Phosphor materials have been discovered as phosphors, which combine with near-UV lighting chips in solid-state for use in white light-emitting diodes (LEDs). Among them, orthophosphates, with the general formula ABPO₄ (A: monovalent cation and B: divalent cation), have gained great interest in recent years, owing to their rich structural chemistry and potential applications in optics, ceramics, magnetic materials, ferroelectricity, catalysts etc.^1–5 The principle of the crystal structure of phosphate ABPO₄ depends on the nature of A and B metals. Thus, the oxygen coordination environment with a bivalent metal cation can be tetradra, pentahedra or octahedra, defining the olivine, tridymite, and maricite or zeolite type structure. For example, sodium cobalt(II) phosphate is commonly known in four different structures, as follows: the first is α-NaCoPO₄ determined by Hammond and Barbier,⁶ which crystallizes in the space group Pnma composed of edge-sharing chains of CoO₆ octahedral cross –linked by PO₄ tetrahedral, and sodium ions Na⁺, located in 10-coordinate cavities. The second polymorph is β-NaCoPO₄ (ref. 6) which belongs to the space group P6₁ and P6₅. This structure consists of P and Co atoms, occupying the tetrahedral sites while the Na atoms are located in the cavities of tetrahedral framework. The third polymorph (γ-NaCoPO₄), which crystallizes in the space group P2₁/n, has the same topology as that of zeolite ABW-type structure.⁷ The phosphorus and the cobalt atoms are located in the tetrahedral site, while the sodium ones are located in the channels.

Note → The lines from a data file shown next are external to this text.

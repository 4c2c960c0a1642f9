//! Email address type.
//!
//! Emails double as user identifiers throughout Aegis: sessions, role
//! lookups, and application records are all keyed by email.

use core::fmt;

use serde::{Deserialize, Serialize};

/// Errors that can occur when parsing an [`Email`].
#[derive(thiserror::Error, Debug, Clone)]
pub enum EmailError {
    /// The input string is empty.
    #[error("email cannot be empty")]
    Empty,
    /// The input string is too long.
    #[error("email must be at most {max} characters")]
    TooLong {
        /// Maximum allowed length.
        max: usize,
    },
    /// The input does not contain an @ symbol.
    #[error("email must contain an @ symbol")]
    MissingAtSymbol,
    /// The local part (before @) is empty.
    #[error("email local part cannot be empty")]
    EmptyLocalPart,
    /// The domain part (after @) is empty.
    #[error("email domain cannot be empty")]
    EmptyDomain,
}

/// An email address.
///
/// This type provides basic validation for email addresses, ensuring they
/// have a valid structure with a local part and domain separated by an @ symbol.
///
/// ## Constraints
///
/// - Length: 1-254 characters (RFC 5321 limit)
/// - Must contain an @ symbol
/// - Local part (before @) must not be empty
/// - Domain part (after @) must not be empty
///
/// ## Examples
///
/// ```
/// use aegis_core::Email;
///
/// // Valid emails
/// assert!(Email::parse("customer@example.com").is_ok());
/// assert!(Email::parse("agent.name+test@carrier.co.uk").is_ok());
///
/// // Invalid emails
/// assert!(Email::parse("").is_err());             // empty
/// assert!(Email::parse("no-at-symbol").is_err()); // missing @
/// assert!(Email::parse("@carrier.com").is_err()); // empty local part
/// assert!(Email::parse("agent@").is_err());       // empty domain
/// ```
#[derive(Debug, Clone, Serialize, Deserialize, PartialEq, Eq, Hash)]
#[serde(transparent)]
pub struct Email(String);

impl Email {
    /// Maximum length of an email address (RFC 5321).
    pub const MAX_LENGTH: usize = 254;

    /// Parse an `Email` from a string.
    ///
    /// # Errors
    ///
    /// Returns an error if the input:
    /// - Is empty
    /// - Is longer than 254 characters
    /// - Does not contain an @ symbol
    /// - Has an empty local part or domain
    pub fn parse(s: &str) -> Result<Self, EmailError> {
        if s.is_empty() {
            return Err(EmailError::Empty);
        }

        if s.len() > Self::MAX_LENGTH {
            return Err(EmailError::TooLong {
                max: Self::MAX_LENGTH,
            });
        }

        let at_pos = s.find('@').ok_or(EmailError::MissingAtSymbol)?;

        if at_pos == 0 {
            return Err(EmailError::EmptyLocalPart);
        }

        if at_pos == s.len() - 1 {
            return Err(EmailError::EmptyDomain);
        }

        Ok(Self(s.to_owned()))
    }

    /// Returns the email address as a string slice.
    #[must_use]
    pub fn as_str(&self) -> &str {
        &self.0
    }

    /// Consumes the `Email` and returns its inner string.
    #[must_use]
    pub fn into_inner(self) -> String {
        self.0
    }

    /// Returns the local part of the email (before the @).
    ///
    /// Used as the display-name fallback when a profile has no name set.
    #[must_use]
    pub fn local_part(&self) -> &str {
        self.0.split('@').next().unwrap_or("")
    }

    /// Returns the domain part of the email (after the @).
    #[must_use]
    pub fn domain(&self) -> &str {
        self.0.split('@').nth(1).unwrap_or("")
    }
}

impl fmt::Display for Email {
    fn fmt(&self, f: &mut fmt::Formatter<'_>) -> fmt::Result {
        write!(f, "{}", self.0)
    }
}

impl std::str::FromStr for Email {
    type Err = EmailError;

    fn from_str(s: &str) -> Result<Self, Self::Err> {
        Self::parse(s)
    }
}

impl AsRef<str> for Email {
    fn as_ref(&self) -> &str {
        &self.0
    }
}

#[cfg(test)]
#[allow(clippy::unwrap_used)]
mod tests {
    use super::*;

    #[test]
    fn test_parse_valid_emails() {
        assert!(Email::parse("customer@example.com").is_ok());
        assert!(Email::parse("first.last@example.com").is_ok());
        assert!(Email::parse("agent+assigned@example.com").is_ok());
        assert!(Email::parse("admin@portal.example.co.uk").is_ok());
        assert!(Email::parse("a@b.c").is_ok());
    }

    #[test]
    fn test_parse_empty() {
        assert!(matches!(Email::parse(""), Err(EmailError::Empty)));
    }

    #[test]
    fn test_parse_too_long() {
        let long = format!("{}@example.com", "a".repeat(250));
        assert!(matches!(
            Email::parse(&long),
            Err(EmailError::TooLong { .. })
        ));
    }

    #[test]
    fn test_parse_missing_at() {
        assert!(matches!(
            Email::parse("no-at-symbol"),
            Err(EmailError::MissingAtSymbol)
        ));
    }

    #[test]
    fn test_parse_empty_local_part() {
        assert!(matches!(
            Email::parse("@carrier.com"),
            Err(EmailError::EmptyLocalPart)
        ));
    }

    #[test]
    fn test_parse_empty_domain() {
        assert!(matches!(
            Email::parse("agent@"),
            Err(EmailError::EmptyDomain)
        ));
    }

    #[test]
    fn test_local_part_fallback_name() {
        let email = Email::parse("maria.gomez@example.com").unwrap();
        assert_eq!(email.local_part(), "maria.gomez");
        assert_eq!(email.domain(), "example.com");
    }

    #[test]
    fn test_serde_roundtrip() {
        let email = Email::parse("customer@example.com").unwrap();
        let json = serde_json::to_string(&email).unwrap();
        assert_eq!(json, "\"customer@example.com\"");

        let parsed: Email = serde_json::from_str(&json).unwrap();
        assert_eq!(parsed, email);
    }

    #[test]
    fn test_from_str() {
        let email: Email = "customer@example.com".parse().unwrap();
        assert_eq!(email.as_str(), "customer@example.com");
    }
}
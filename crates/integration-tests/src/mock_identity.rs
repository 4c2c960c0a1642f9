//! In-memory mock of the hosted identity provider.
//!
//! Accepts any password the portal's own password gate lets through and
//! mints an opaque token per sign-in. Google sign-in reads test tokens of
//! the form `google:{email}:{name}`. Error bodies use the provider's
//! SCREAMING_SNAKE codes so the portal's error mapping is exercised.

use std::collections::HashMap;
use std::sync::atomic::{AtomicUsize, Ordering};
use std::sync::{Arc, Mutex};

use axum::extract::State;
use axum::http::StatusCode;
use axum::routing::post;
use axum::{Json, Router};
use serde::Deserialize;
use serde_json::{Value, json};
use uuid::Uuid;

#[derive(Default)]
struct IdentityState {
    /// Registered accounts, email to display name.
    accounts: Mutex<HashMap<String, String>>,
    /// Tokens minted at sign-in, token to email.
    tokens: Mutex<HashMap<String, String>>,
    /// Revocations received.
    sign_outs: AtomicUsize,
}

/// Handle for the mock identity provider.
#[derive(Clone)]
pub struct IdentityHandle {
    /// Base URL of the mock.
    pub base_url: String,
    state: Arc<IdentityState>,
}

impl IdentityHandle {
    /// Whether an account exists for this email.
    #[must_use]
    pub fn has_account(&self, email: &str) -> bool {
        self.state
            .accounts
            .lock()
            .expect("accounts lock poisoned")
            .contains_key(email)
    }

    /// The provider's current display name for an account.
    #[must_use]
    pub fn display_name(&self, email: &str) -> Option<String> {
        self.state
            .accounts
            .lock()
            .expect("accounts lock poisoned")
            .get(email)
            .cloned()
    }

    /// How many token revocations the provider has received.
    #[must_use]
    pub fn sign_out_count(&self) -> usize {
        self.state.sign_outs.load(Ordering::Relaxed)
    }
}

#[derive(Deserialize)]
struct SignUpBody {
    name: String,
    email: String,
}

#[derive(Deserialize)]
struct SignInBody {
    email: String,
}

#[derive(Deserialize)]
#[serde(rename_all = "camelCase")]
struct TokenBody {
    id_token: String,
}

#[derive(Deserialize)]
#[serde(rename_all = "camelCase")]
struct UpdateProfileBody {
    id_token: String,
    display_name: String,
}

/// Bind the mock on an ephemeral port and serve it in the background.
///
/// # Panics
///
/// Panics if the listener cannot be bound.
pub async fn spawn() -> IdentityHandle {
    let state = Arc::new(IdentityState::default());

    let app = Router::new()
        .route("/signup", post(sign_up))
        .route("/signin", post(sign_in))
        .route("/signin-google", post(sign_in_google))
        .route("/signout", post(sign_out))
        .route("/update-profile", post(update_profile))
        .with_state(Arc::clone(&state));

    let listener = tokio::net::TcpListener::bind("127.0.0.1:0")
        .await
        .expect("Failed to bind mock identity listener");
    let addr = listener
        .local_addr()
        .expect("Failed to read mock identity address");
    tokio::spawn(async move {
        axum::serve(listener, app)
            .await
            .expect("Mock identity server error");
    });

    IdentityHandle {
        base_url: format!("http://{addr}"),
        state,
    }
}

async fn sign_up(
    State(state): State<Arc<IdentityState>>,
    Json(body): Json<SignUpBody>,
) -> Result<Json<Value>, (StatusCode, Json<Value>)> {
    {
        let mut accounts = state.accounts.lock().expect("accounts lock poisoned");
        if accounts.contains_key(&body.email) {
            return Err((
                StatusCode::BAD_REQUEST,
                Json(json!({ "error": "EMAIL_EXISTS" })),
            ));
        }
        accounts.insert(body.email.clone(), body.name.clone());
    }
    Ok(Json(mint_user(&state, &body.email, Some(&body.name))))
}

async fn sign_in(
    State(state): State<Arc<IdentityState>>,
    Json(body): Json<SignInBody>,
) -> Result<Json<Value>, (StatusCode, Json<Value>)> {
    let name = {
        let accounts = state.accounts.lock().expect("accounts lock poisoned");
        accounts.get(&body.email).cloned()
    };
    let Some(name) = name else {
        return Err((
            StatusCode::BAD_REQUEST,
            Json(json!({ "error": "EMAIL_NOT_FOUND" })),
        ));
    };
    Ok(Json(mint_user(&state, &body.email, Some(&name))))
}

async fn sign_in_google(
    State(state): State<Arc<IdentityState>>,
    Json(body): Json<TokenBody>,
) -> Result<Json<Value>, (StatusCode, Json<Value>)> {
    let mut parts = body.id_token.splitn(3, ':');
    let (Some("google"), Some(email), Some(name)) = (parts.next(), parts.next(), parts.next())
    else {
        return Err((
            StatusCode::BAD_REQUEST,
            Json(json!({ "error": "INVALID_ID_TOKEN" })),
        ));
    };

    // Provision on first Google sign-in; an existing account keeps its name
    let name = {
        let mut accounts = state.accounts.lock().expect("accounts lock poisoned");
        accounts
            .entry(email.to_string())
            .or_insert_with(|| name.to_string())
            .clone()
    };
    Ok(Json(mint_user(&state, email, Some(&name))))
}

async fn sign_out(
    State(state): State<Arc<IdentityState>>,
    Json(body): Json<TokenBody>,
) -> Result<Json<Value>, (StatusCode, Json<Value>)> {
    require_token(&state, &body.id_token)?;
    state.sign_outs.fetch_add(1, Ordering::Relaxed);
    Ok(Json(json!({ "success": true })))
}

async fn update_profile(
    State(state): State<Arc<IdentityState>>,
    Json(body): Json<UpdateProfileBody>,
) -> Result<Json<Value>, (StatusCode, Json<Value>)> {
    let email = require_token(&state, &body.id_token)?;
    state
        .accounts
        .lock()
        .expect("accounts lock poisoned")
        .insert(email, body.display_name);
    Ok(Json(json!({ "success": true })))
}

fn require_token(
    state: &IdentityState,
    token: &str,
) -> Result<String, (StatusCode, Json<Value>)> {
    state
        .tokens
        .lock()
        .expect("tokens lock poisoned")
        .get(token)
        .cloned()
        .ok_or((
            StatusCode::BAD_REQUEST,
            Json(json!({ "error": "INVALID_ID_TOKEN" })),
        ))
}

fn mint_user(state: &IdentityState, email: &str, display_name: Option<&str>) -> Value {
    let token = format!("tok-{}", Uuid::new_v4());
    state
        .tokens
        .lock()
        .expect("tokens lock poisoned")
        .insert(token.clone(), email.to_string());
    json!({
        "email": email,
        "displayName": display_name,
        "photoUrl": null,
        "idToken": token,
    })
}
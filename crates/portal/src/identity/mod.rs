//! Identity provider client.
//!
//! Credentials never touch this portal: sign-up and sign-in (password or
//! Google) are delegated to a hosted identity provider, and only the
//! verified account profile comes back. The backend's user record is
//! authoritative for display name and photo; profile edits push the same
//! values to the provider so a later sign-in starts from them.

use std::sync::Arc;

use secrecy::{ExposeSecret, SecretString};
use serde::{Deserialize, Serialize};
use thiserror::Error;
use tracing::instrument;

use aegis_core::Email;

use crate::config::IdentityConfig;

/// Minimum password length.
const MIN_PASSWORD_LENGTH: usize = 8;

/// Errors that can occur when talking to the identity provider.
#[derive(Debug, Error)]
pub enum IdentityError {
    /// HTTP request failed.
    #[error("HTTP error: {0}")]
    Http(#[from] reqwest::Error),

    /// JSON parsing failed.
    #[error("JSON parse error: {0}")]
    Parse(#[from] serde_json::Error),

    /// Email/password pair was rejected.
    #[error("invalid credentials")]
    InvalidCredentials,

    /// An account with this email already exists.
    #[error("email already in use")]
    EmailInUse,

    /// Password failed validation.
    #[error("weak password: {0}")]
    WeakPassword(String),

    /// A provider token was missing or expired.
    #[error("invalid identity token")]
    InvalidToken,

    /// Provider returned an error the client has no mapping for.
    #[error("identity provider error ({status}): {message}")]
    Provider { status: u16, message: String },
}

/// A verified account as the provider reports it.
#[derive(Debug, Clone, Serialize, Deserialize)]
#[serde(rename_all = "camelCase")]
pub struct IdentityUser {
    /// Verified email address.
    pub email: Email,
    /// Display name, if the account has one.
    #[serde(default)]
    pub display_name: Option<String>,
    /// Avatar URL, if the account has one.
    #[serde(default)]
    pub photo_url: Option<String>,
    /// Session token issued with this response; carried into the session
    /// and attached to user-scoped backend calls.
    #[serde(with = "crate::models::session::token_serde")]
    pub id_token: SecretString,
}

/// Error body the provider returns on rejection.
#[derive(Debug, Deserialize)]
struct ProviderError {
    error: String,
}

// =============================================================================
// IdentityClient
// =============================================================================

/// Client for the hosted identity provider.
#[derive(Clone)]
pub struct IdentityClient {
    inner: Arc<IdentityClientInner>,
}

struct IdentityClientInner {
    client: reqwest::Client,
    base_url: String,
    api_key: SecretString,
}

impl IdentityClient {
    /// Create a new identity provider client.
    #[must_use]
    pub fn new(config: &IdentityConfig) -> Self {
        Self {
            inner: Arc::new(IdentityClientInner {
                client: reqwest::Client::new(),
                base_url: config.base_url.clone(),
                api_key: config.api_key.clone(),
            }),
        }
    }

    /// Register a new account with email and password.
    ///
    /// # Errors
    ///
    /// Returns `IdentityError::WeakPassword` if the password doesn't meet
    /// requirements, `IdentityError::EmailInUse` if the email is taken, or a
    /// transport error if the provider is unreachable.
    #[instrument(skip(self, password), fields(email = %email))]
    pub async fn sign_up(
        &self,
        name: &str,
        email: &Email,
        password: &str,
    ) -> Result<IdentityUser, IdentityError> {
        validate_password(password)?;

        self.post(
            "signup",
            &serde_json::json!({
                "name": name,
                "email": email,
                "password": password,
            }),
        )
        .await
    }

    /// Authenticate an existing account.
    ///
    /// # Errors
    ///
    /// Returns `IdentityError::InvalidCredentials` if the email/password pair
    /// is wrong, or a transport error if the provider is unreachable.
    #[instrument(skip(self, password), fields(email = %email))]
    pub async fn sign_in(
        &self,
        email: &Email,
        password: &str,
    ) -> Result<IdentityUser, IdentityError> {
        self.post(
            "signin",
            &serde_json::json!({
                "email": email,
                "password": password,
            }),
        )
        .await
    }

    /// Authenticate with a Google ID token.
    ///
    /// The browser completes the Google flow; the provider verifies the
    /// token and returns (or provisions) the matching account.
    ///
    /// # Errors
    ///
    /// Returns `IdentityError::InvalidToken` if the provider rejects the
    /// token, or a transport error if the provider is unreachable.
    #[instrument(skip_all)]
    pub async fn sign_in_with_google(&self, id_token: &str) -> Result<IdentityUser, IdentityError> {
        self.post("signin-google", &serde_json::json!({ "idToken": id_token }))
            .await
    }

    /// Revoke a session token.
    ///
    /// # Errors
    ///
    /// Returns `IdentityError::InvalidToken` if the token is already dead,
    /// or a transport error if the provider is unreachable.
    #[instrument(skip_all)]
    pub async fn sign_out(&self, token: &SecretString) -> Result<(), IdentityError> {
        self.post_ok(
            "signout",
            &serde_json::json!({ "idToken": token.expose_secret() }),
        )
        .await
    }

    /// Push the display name and photo to the provider's copy of the
    /// account.
    ///
    /// # Errors
    ///
    /// Returns `IdentityError::InvalidToken` if the session token is stale,
    /// or a transport error if the provider is unreachable.
    #[instrument(skip(self, token), fields(display_name = %display_name))]
    pub async fn update_profile(
        &self,
        token: &SecretString,
        display_name: &str,
        photo_url: Option<&str>,
    ) -> Result<(), IdentityError> {
        self.post_ok(
            "update-profile",
            &serde_json::json!({
                "idToken": token.expose_secret(),
                "displayName": display_name,
                "photoUrl": photo_url,
            }),
        )
        .await
    }

    async fn post(
        &self,
        path: &str,
        body: &serde_json::Value,
    ) -> Result<IdentityUser, IdentityError> {
        let text = self.send(path, body).await?;
        Ok(serde_json::from_str(&text)?)
    }

    /// POST where only success matters; the response body is dropped.
    async fn post_ok(&self, path: &str, body: &serde_json::Value) -> Result<(), IdentityError> {
        self.send(path, body).await.map(|_| ())
    }

    async fn send(&self, path: &str, body: &serde_json::Value) -> Result<String, IdentityError> {
        let response = self
            .inner
            .client
            .post(format!("{}/{path}", self.inner.base_url))
            .header("X-Api-Key", self.inner.api_key.expose_secret())
            .json(body)
            .send()
            .await?;

        let status = response.status();
        let text = response.text().await?;

        if !status.is_success() {
            return Err(map_provider_error(status.as_u16(), &text));
        }

        Ok(text)
    }
}

/// Map a provider error body to a typed error.
///
/// The provider uses stable SCREAMING_SNAKE codes in `{"error": "..."}`.
fn map_provider_error(status: u16, body: &str) -> IdentityError {
    let code = serde_json::from_str::<ProviderError>(body)
        .map(|e| e.error)
        .unwrap_or_default();

    match code.as_str() {
        "EMAIL_EXISTS" => IdentityError::EmailInUse,
        "EMAIL_NOT_FOUND" | "INVALID_PASSWORD" | "INVALID_CREDENTIALS" => {
            IdentityError::InvalidCredentials
        }
        "WEAK_PASSWORD" => {
            IdentityError::WeakPassword("password rejected by identity provider".to_string())
        }
        "INVALID_ID_TOKEN" | "TOKEN_EXPIRED" => IdentityError::InvalidToken,
        _ => IdentityError::Provider {
            status,
            message: body.chars().take(200).collect(),
        },
    }
}

/// Validate password meets requirements before it ever leaves the portal.
fn validate_password(password: &str) -> Result<(), IdentityError> {
    if password.len() < MIN_PASSWORD_LENGTH {
        return Err(IdentityError::WeakPassword(format!(
            "password must be at least {MIN_PASSWORD_LENGTH} characters"
        )));
    }

    Ok(())
}

#[cfg(test)]
#[allow(clippy::unwrap_used)]
mod tests {
    use super::*;

    #[test]
    fn test_validate_password_too_short() {
        let result = validate_password("short");
        assert!(matches!(result, Err(IdentityError::WeakPassword(_))));
    }

    #[test]
    fn test_validate_password_minimum_length() {
        assert!(validate_password("12345678").is_ok());
    }

    #[test]
    fn test_map_provider_error_email_exists() {
        let err = map_provider_error(409, r#"{"error": "EMAIL_EXISTS"}"#);
        assert!(matches!(err, IdentityError::EmailInUse));
    }

    #[test]
    fn test_map_provider_error_bad_credentials() {
        for code in ["EMAIL_NOT_FOUND", "INVALID_PASSWORD", "INVALID_CREDENTIALS"] {
            let body = format!(r#"{{"error": "{code}"}}"#);
            let err = map_provider_error(401, &body);
            assert!(matches!(err, IdentityError::InvalidCredentials), "{code}");
        }
    }

    #[test]
    fn test_map_provider_error_dead_tokens() {
        for code in ["INVALID_ID_TOKEN", "TOKEN_EXPIRED"] {
            let body = format!(r#"{{"error": "{code}"}}"#);
            let err = map_provider_error(400, &body);
            assert!(matches!(err, IdentityError::InvalidToken), "{code}");
        }
    }

    #[test]
    fn test_map_provider_error_unknown_code_keeps_status() {
        let err = map_provider_error(503, r#"{"error": "MAINTENANCE"}"#);
        match err {
            IdentityError::Provider { status, .. } => assert_eq!(status, 503),
            other => panic!("expected Provider error, got {other:?}"),
        }
    }

    #[test]
    fn test_map_provider_error_non_json_body() {
        let err = map_provider_error(502, "Bad Gateway");
        assert!(matches!(err, IdentityError::Provider { status: 502, .. }));
    }

    #[test]
    fn test_identity_user_reads_camel_case() {
        let user: IdentityUser = serde_json::from_str(
            r#"{"email": "maria@example.com", "displayName": "Maria", "photoUrl": null, "idToken": "tok-123"}"#,
        )
        .unwrap();
        assert_eq!(user.email.as_str(), "maria@example.com");
        assert_eq!(user.display_name.as_deref(), Some("Maria"));
        assert!(user.photo_url.is_none());
        assert_eq!(user.id_token.expose_secret(), "tok-123");
    }
}
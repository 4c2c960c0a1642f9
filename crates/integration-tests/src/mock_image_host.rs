//! In-memory mock of the image host.
//!
//! Swallows whatever multipart body arrives and hands back a hosted URL in
//! the host's `{"success": true, "data": {"url": ...}}` envelope.

use std::sync::Arc;
use std::sync::atomic::{AtomicUsize, Ordering};

use axum::body::Bytes;
use axum::extract::State;
use axum::routing::post;
use axum::{Json, Router};
use serde_json::{Value, json};

/// Handle for the mock image host.
#[derive(Clone)]
pub struct ImageHostHandle {
    /// Base URL of the mock.
    pub base_url: String,
    uploads: Arc<AtomicUsize>,
}

impl ImageHostHandle {
    /// How many uploads the host has accepted.
    #[must_use]
    pub fn upload_count(&self) -> usize {
        self.uploads.load(Ordering::Relaxed)
    }
}

/// Bind the mock on an ephemeral port and serve it in the background.
///
/// # Panics
///
/// Panics if the listener cannot be bound.
pub async fn spawn() -> ImageHostHandle {
    let uploads = Arc::new(AtomicUsize::new(0));

    let app = Router::new()
        .route("/upload", post(upload))
        .with_state(Arc::clone(&uploads));

    let listener = tokio::net::TcpListener::bind("127.0.0.1:0")
        .await
        .expect("Failed to bind mock image host listener");
    let addr = listener
        .local_addr()
        .expect("Failed to read mock image host address");
    tokio::spawn(async move {
        axum::serve(listener, app)
            .await
            .expect("Mock image host server error");
    });

    ImageHostHandle {
        base_url: format!("http://{addr}"),
        uploads,
    }
}

async fn upload(State(uploads): State<Arc<AtomicUsize>>, _body: Bytes) -> Json<Value> {
    let n = uploads.fetch_add(1, Ordering::Relaxed) + 1;
    Json(json!({
        "success": true,
        "data": { "url": format!("https://images.test/u{n}.png") },
    }))
}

To our knowledge, the physical properties of NaCoPO₄ are not reported in the literature. However, this compound is one of the ABPO₄-type of phosphate compounds which can be considered as an efficient host candidate for LEDs.

In fact, in this study, the three compounds α-NaCoPO₄, β-NaCoPO₄ and γ-NaCoPO₄ are prepared by means of a mechano-chemical method. The structure of the prepared samples is studied using an X-ray powder diffraction (XRD). The optical properties, under UV-visible irradiation, are reported. The main aim of this study is to determine some key optical parameters, such as, the optical energy gap (E_g), and the Urbach energy (E_U). In order to obtain an overview of the dielectric dispersion phenomenon, the dielectric properties, pertaining to the three phases (α, β and γ) in the frequency regime studied, are evaluated and then the results are correlated.

2. Experimental

2.1. Synthesis of material

The α-NaCoPO₄, β-NaCoPO₄ and γ-NaCoPO₄ compounds were carried out via a mechanochemical method that uses a planetary ball mill.

The raw materials are: Na₂CO₃ (Sigma-Aldrich, 99%), Co₂O₄ (Sigma-Aldrich, ≥97%) and (NH₄)₂HPO₄ (Sigma-Aldrich, ≥99%).

The following reaction describes the synthesis of these compounds:

2NH₄H₂PO₄ + Na₂CO₃+ Co₂O₄ → 2NaCoPO₄ + 2NH₃ + 3H₂O + CO₂ (1)

The appropriate amount of these reagents was weighed in stoichiometric ratio and well ground into a fine powder in an agate mortar.

The obtained powder was heated in an electric furnace, at a temperature of 573 K, for 8 h, in order to dislodge NH₃, H₂O, and CO₂.

After heating, the mixture was mechanically activated, using a planetary ball mill. To prevent the heating and sticking of the powder to the container walls and balls, and the powder agglomeration during the process, the milling sequence was selected, such as 10 min of milling, followed by 5 min of stop period. The experiments were performed using a hardened steel vial with five steel balls. The mixture of powders was milled for 12 h and the rotational speed was 500 rpm.

The obtained powder was compressed into cylindrical pellets, having a diameter of 8 mm, using a 3 ton per cm² uniaxial pressure to promote the reaction, before being heated at a temperature of 873 K for 4 days for α-NaCoPO₄, 1023 K for 4 days for β-NaCoPO₄ and 1023 K for 5 days for γ-NaCoPO_4, then cooled slowly at a rate of 5 °C min⁻¹ at room temperature.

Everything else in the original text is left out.